◆ Directions for this task: Your job is to copy every record exactly.

-------

impl SqliteStore {
    /// Open (or create) the database at `db_path` and run migrations.
    pub fn new<P: AsRef<Path>>(db_path: P) -> StorageResult<Self> {
        let db_path = db_path.as_ref();
        if let Some(parent) = db_path.parent() {
            std::fs::create_dir_all(parent).ok();
        }

        let writer =
            Connection::open(db_path).map_err(|e| StorageError::Connection(e.to_string()))?;
        writer
            .pragma_update(None, "journal_mode", "WAL")
            .map_err(|e| StorageError::Connection(e.to_string()))?;

        let manager = SqliteConnectionManager::file(db_path);
        let readers = Pool::builder()
            .max_size(8)
            .build(manager)
            .map_err(|e| StorageError::Connection(e.to_string()))?;

        let store = Self {
            writer: Arc::new(Mutex::new(writer)),
            readers,
        };
        store.run_migrations()?;
        Ok(store)
    }

    /// An in-memory store backed by a shared-cache SQLite database, for
    /// tests. All connections (writer and readers) see the same data.
    pub fn in_memory() -> StorageResult<Self> {
        let uri = "file:blossom-cashu-test?mode=memory&cache=shared";
        let flags = OpenFlags::SQLITE_OPEN_READ_WRITE
            | OpenFlags::SQLITE_OPEN_CREATE
            | OpenFlags::SQLITE_OPEN_URI
            | OpenFlags::SQLITE_OPEN_NO_MUTEX;

        let writer = Connection::open_with_flags(uri, flags)
            .map_err(|e| StorageError::Connection(e.to_string()))?;

        let manager = SqliteConnectionManager::file(uri).with_flags(flags);
        let readers = Pool::builder()
            .max_size(4)
            .build(manager)
            .map_err(|e| StorageError::Connection(e.to_string()))?;

        let store = Self {
            writer: Arc::new(Mutex::new(writer)),
            readers,
        };
        store.run_migrations()?;
        Ok(store)
    }

    fn run_migrations(&self) -> StorageResult<()> {
        let writer = self.writer.lock().unwrap();
        writer
            .execute_batch(
                r#"
            CREATE TABLE IF NOT EXISTS blobs (
                sha256 TEXT PRIMARY KEY,
                size INTEGER NOT NULL,
                path TEXT NOT NULL,
                created_at INTEGER NOT NULL,
                pubkey TEXT NOT NULL DEFAULT '',
                content_type TEXT NOT NULL DEFAULT ''
            );

            CREATE TABLE IF NOT EXISTS pubkey_versions (
                version INTEGER PRIMARY KEY,
                expiration INTEGER NOT NULL,
                active INTEGER NOT NULL DEFAULT 0
            );
            CREATE UNIQUE INDEX IF NOT EXISTS idx_pubkey_versions_one_active
                ON pubkey_versions(active) WHERE active = 1;

            CREATE TABLE IF NOT EXISTS locked_proofs (
                amount INTEGER NOT NULL,
                keyset_id TEXT NOT NULL,
                secret TEXT NOT NULL,
                c TEXT NOT NULL UNIQUE,
                witness TEXT,
                redeemed INTEGER NOT NULL DEFAULT 0,
                created_at INTEGER NOT NULL,
                pubkey_version INTEGER NOT NULL,
                mint TEXT NOT NULL
            );
            CREATE INDEX IF NOT EXISTS idx_locked_proofs_redeemed ON locked_proofs(redeemed);
            CREATE INDEX IF NOT EXISTS idx_locked_proofs_mint ON locked_proofs(mint);

            CREATE TABLE IF NOT EXISTS swapped_proofs (
                amount INTEGER NOT NULL,
                keyset_id TEXT NOT NULL,
                secret TEXT NOT NULL,
                c TEXT NOT NULL UNIQUE,
                witness TEXT,
                spent INTEGER NOT NULL DEFAULT 0,
                created_at INTEGER NOT NULL,
                mint TEXT NOT NULL
            );
            CREATE INDEX IF NOT EXISTS idx_swapped_proofs_spent ON swapped_proofs(spent);

            CREATE TABLE IF NOT EXISTS keyset_counters (
                keyset_id TEXT PRIMARY KEY,
                counter INTEGER NOT NULL DEFAULT 0
            );

            CREATE TABLE IF NOT EXISTS trusted_mints (
                url TEXT PRIMARY KEY,
                created_at INTEGER NOT NULL
            );
            "#,
            )
            .map_err(|e| StorageError::Database(e.to_string()))?;
        Ok(())
    }

    /// Run `f` inside a single write transaction on the dedicated writer
    /// connection, committing on `Ok` and rolling back on `Err`. Runs on a
    /// blocking thread since `rusqlite` is synchronous.
    pub async fn transaction<F, T>(&self, f: F) -> StorageResult<T>
    where
        F: FnOnce(&Transaction<'_>) -> StorageResult<T> + Send + 'static,
        T: Send + 'static,
    {
        let writer = self.writer.clone();
        tokio::task::spawn_blocking(move || {
            let mut conn = writer
                .lock()
                .map_err(|_| StorageError::Connection("writer mutex poisoned".into()))?;
            let tx = conn
                .transaction()
                .map_err(|e| StorageError::Database(e.to_string()))?;
            let result = f(&tx)?;
            tx.commit()
                .map_err(|e| StorageError::Database(e.to_string()))?;
            Ok(result)
        })
        .await
        .map_err(|e| StorageError::Connection(e.to_string()))?
    }

    fn reader(&self) -> StorageResult<r2d2::PooledConnection<SqliteConnectionManager>> {
        self.readers
            .get()
            .map_err(|e| StorageError::Connection(e.to_string()))
    }

    /// Read a blob outside any write transaction (concurrent reads are
    /// permitted by WAL mode).
    pub async fn get_blob(&self, sha256_hex: &str) -> StorageResult<Option<Blob>> {
        let readers = self.readers.clone();
        let sha256_hex = sha256_hex.to_string();
        tokio::task::spawn_blocking(move || {
            let conn = readers
                .get()
                .map_err(|e| StorageError::Connection(e.to_string()))?;
            query_blob(&conn, &sha256_hex)
        })
        .await
        .map_err(|e| StorageError::Connection(e.to_string()))?
    }

    /// Check a nullifier against both proof tables outside any write
    /// transaction — the store-backed half of duplicate detection,
    /// consulted on a Bloom filter hit.
    pub async fn proof_c_exists(&self, c: &str) -> StorageResult<bool> {
        let readers = self.readers.clone();
        let c = c.to_string();
        tokio::task::spawn_blocking(move || {
            let conn = readers
                .get()
                .map_err(|e| StorageError::Connection(e.to_string()))?;
            let in_locked: i64 = conn
                .query_row(
                    "SELECT COUNT(*) FROM locked_proofs WHERE c = ?1",
                    params![c],
                    |row| row.get(0),
                )
                .map_err(|e| StorageError::Database(e.to_string()))?;
            if in_locked > 0 {
                return Ok(true);
            }
            let in_swapped: i64 = conn
                .query_row(
                    "SELECT COUNT(*) FROM swapped_proofs WHERE c = ?1",
                    params![c],
                    |row| row.get(0),
                )
                .map_err(|e| StorageError::Database(e.to_string()))?;
            Ok(in_swapped > 0)
        })
        .await
        .map_err(|e| StorageError::Connection(e.to_string()))?
    }

    pub async fn list_trusted_mints(&self) -> StorageResult<Vec<String>> {
        let conn = self.reader()?;
        let mut stmt = conn
            .prepare("SELECT url FROM trusted_mints ORDER BY created_at ASC")
            .map_err(|e| StorageError::Database(e.to_string()))?;
        let urls = stmt
            .query_map([], |row| row.get::<_, String>(0))
            .map_err(|e| StorageError::Database(e.to_string()))?
            .collect::<Result<Vec<_>, _>>()
            .map_err(|e| StorageError::Database(e.to_string()))?;
        Ok(urls)
    }

    /// Seed a trusted mint if the table is empty (bootstraps `TRUSTED_MINT`
    /// on first run; see SPEC_FULL.md's supplemented trusted-mint table).
    pub async fn ensure_trusted_mint(&self, url: String, now: i64) -> StorageResult<()> {
        self.transaction(move |tx| {
            let existing: i64 = tx
                .query_row("SELECT COUNT(*) FROM trusted_mints", [], |row| row.get(0))
                .map_err(|e| StorageError::Database(e.to_string()))?;
            if existing == 0 {
                add_trusted_mint(tx, &url, now)?;
            }
            Ok(())
        })
        .await
    }
}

-------

◆ Completed exercise:
impl SqliteStore {
    /// Open (or create) the database at `db_path` and run migrations.
    pub fn new<P: AsRef<Path>>(db_path: P) -> StorageResult<Self> {
        let db_path = db_path.as_ref();
        if let Some(parent) = db_path.parent() {
            std::fs::create_dir_all(parent).ok();
        }

        let writer =
            Connection::open(db_path).map_err(|e| StorageError::Connection(e.to_string()))?;
        writer
            .pragma_update(None, "journal_mode", "WAL")
            .map_err(|e| StorageError::Connection(e.to_string()))?;

        let manager = SqliteConnectionManager::file(db_path);
        let readers = Pool::builder()
            .max_size(8)
            .build(manager)
            .map_err(|e| StorageError::Connection(e.to_string()))?;

        let store = Self {
            writer: Arc::new(Mutex::new(writer)),
            readers,
        };
        store.run_migrations()?;
        Ok(store)
    }

    /// An in-memory store backed by a shared-cache SQLite database, for
    /// tests. All connections (writer and readers) see the same data.
    pub fn in_memory() -> StorageResult<Self> {
        let uri = "file:blossom-cashu-test?mode=memory&cache=shared";
        let flags = OpenFlags::SQLITE_OPEN_READ_WRITE
            | OpenFlags::SQLITE_OPEN_CREATE
            | OpenFlags::SQLITE_OPEN_URI
            | OpenFlags::SQLITE_OPEN_NO_MUTEX;

        let writer = Connection::open_with_flags(uri, flags)
            .map_err(|e| StorageError::Connection(e.to_string()))?;

        let manager = SqliteConnectionManager::file(uri).with_flags(flags);
        let readers = Pool::builder()
            .max_size(4)
            .build(manager)
            .map_err(|e| StorageError::Connection(e.to_string()))?;

        let store = Self {
            writer: Arc::new(Mutex::new(writer)),
            readers,
        };
        store.run_migrations()?;
        Ok(store)
    }

    fn run_migrations(&self) -> StorageResult<()> {
        let writer = self.writer.lock().unwrap();
        writer
            .execute_batch(
                r#"
            CREATE TABLE IF NOT EXISTS blobs (
                sha256 TEXT PRIMARY KEY,
                size INTEGER NOT NULL,
                path TEXT NOT NULL,
                created_at INTEGER NOT NULL,
                pubkey TEXT NOT NULL DEFAULT '',
                content_type TEXT NOT NULL DEFAULT ''
            );

            CREATE TABLE IF NOT EXISTS pubkey_versions (
                version INTEGER PRIMARY KEY,
                expiration INTEGER NOT NULL,
                active INTEGER NOT NULL DEFAULT 0
            );
            CREATE UNIQUE INDEX IF NOT EXISTS idx_pubkey_versions_one_active
                ON pubkey_versions(active) WHERE active = 1;

            CREATE TABLE IF NOT EXISTS locked_proofs (
                amount INTEGER NOT NULL,
                keyset_id TEXT NOT NULL,
                secret TEXT NOT NULL,
                c TEXT NOT NULL UNIQUE,
                witness TEXT,
                redeemed INTEGER NOT NULL DEFAULT 0,
                created_at INTEGER NOT NULL,
                pubkey_version INTEGER NOT NULL,
                mint TEXT NOT NULL
            );
            CREATE INDEX IF NOT EXISTS idx_locked_proofs_redeemed ON locked_proofs(redeemed);
            CREATE INDEX IF NOT EXISTS idx_locked_proofs_mint ON locked_proofs(mint);

            CREATE TABLE IF NOT EXISTS swapped_proofs (
                amount INTEGER NOT NULL,
                keyset_id TEXT NOT NULL,
                secret TEXT NOT NULL,
                c TEXT NOT NULL UNIQUE,
                witness TEXT,
                spent INTEGER NOT NULL DEFAULT 0,
                created_at INTEGER NOT NULL,
                mint TEXT NOT NULL
            );
            CREATE INDEX IF NOT EXISTS idx_swapped_proofs_spent ON swapped_proofs(spent);

            CREATE TABLE IF NOT EXISTS keyset_counters (
                keyset_id TEXT PRIMARY KEY,
                counter INTEGER NOT NULL DEFAULT 0
            );

            CREATE TABLE IF NOT EXISTS trusted_mints (
                url TEXT PRIMARY KEY,
                created_at INTEGER NOT NULL
            );
            "#,
            )
            .map_err(|e| StorageError::Database(e.to_string()))?;
        Ok(())
    }

    /// Run `f` inside a single write transaction on the dedicated writer
    /// connection, committing on `Ok` and rolling back on `Err`. Runs on a
    /// blocking thread since `rusqlite` is synchronous.
    pub async fn transaction<F, T>(&self, f: F) -> StorageResult<T>
    where
        F: FnOnce(&Transaction<'_>) -> StorageResult<T> + Send + 'static,
        T: Send + 'static,
    {
        let writer = self.writer.clone();
        tokio::task::spawn_blocking(move || {
            let mut conn = writer
                .lock()
                .map_err(|_| StorageError::Connection("writer mutex poisoned".into()))?;
            let tx = conn
                .transaction()
                .map_err(|e| StorageError::Database(e.to_string()))?;
            let result = f(&tx)?;
            tx.commit()
                .map_err(|e| StorageError::Database(e.to_string()))?;
            Ok(result)
        })
        .await
        .map_err(|e| StorageError::Connection(e.to_string()))?
    }

    fn reader(&self) -> StorageResult<r2d2::PooledConnection<SqliteConnectionManager>> {
        self.readers
            .get()
            .map_err(|e| StorageError::Connection(e.to_string()))
    }

    /// Read a blob outside any write transaction (concurrent reads are
    /// permitted by WAL mode).
    pub async fn get_blob(&self, sha256_hex: &str) -> StorageResult<Option<Blob>> {
        let readers = self.readers.clone();
        let sha256_hex = sha256_hex.to_string();
        tokio::task::spawn_blocking(move || {
            let conn = readers
                .get()
                .map_err(|e| StorageError::Connection(e.to_string()))?;
            query_blob(&conn, &sha256_hex)
        })
        .await
        .map_err(|e| StorageError::Connection(e.to_string()))?
    }

    /// Check a nullifier against both proof tables outside any write
    /// transaction — the store-backed half of duplicate detection,
    /// consulted on a Bloom filter hit.
    pub async fn proof_c_exists(&self, c: &str) -> StorageResult<bool> {
        let readers = self.readers.clone();
        let c = c.to_string();
        tokio::task::spawn_blocking(move || {
            let conn = readers
                .get()
                .map_err(|e| StorageError::Connection(e.to_string()))?;
            let in_locked: i64 = conn
                .query_row(
                    "SELECT COUNT(*) FROM locked_proofs WHERE c = ?1",
                    params![c],
                    |row| row.get(0),
                )
                .map_err(|e| StorageError::Database(e.to_string()))?;
            if in_locked > 0 {
                return Ok(true);
            }
            let in_swapped: i64 = conn
                .query_row(
                    "SELECT COUNT(*) FROM swapped_proofs WHERE c = ?1",
                    params![c],
                    |row| row.get(0),
                )
                .map_err(|e| StorageError::Database(e.to_string()))?;
            Ok(in_swapped > 0)
        })
        .await
        .map_err(|e| StorageError::Connection(e.to_string()))?
    }

    pub async fn list_trusted_mints(&self) -> StorageResult<Vec<String>> {
        let conn = self.reader()?;
        let mut stmt = conn
            .prepare("SELECT url FROM trusted_mints ORDER BY created_at ASC")
            .map_err(|e| StorageError::Database(e.to_string()))?;
        let urls = stmt
            .query_map([], |row| row.get::<_, String>(0))
            .map_err(|e| StorageError::Database(e.to_string()))?
            .collect::<Result<Vec<_>, _>>()
            .map_err(|e| StorageError::Database(e.to_string()))?;
        Ok(urls)
    }

    /// Seed a trusted mint if the table is empty (bootstraps `TRUSTED_MINT`
    /// on first run; see SPEC_FULL.md's supplemented trusted-mint table).
    pub async fn ensure_trusted_mint(&self, url: String, now: i64) -> StorageResult<()> {
        self.transaction(move |tx| {
            let existing: i64 = tx
                .query_row("SELECT COUNT(*) FROM trusted_mints", [], |row| row.get(0))
                .map_err(|e| StorageError::Database(e.to_string()))?;
            if existing == 0 {
                add_trusted_mint(tx, &url, now)?;
            }
            Ok(())
        })
        .await
    }
}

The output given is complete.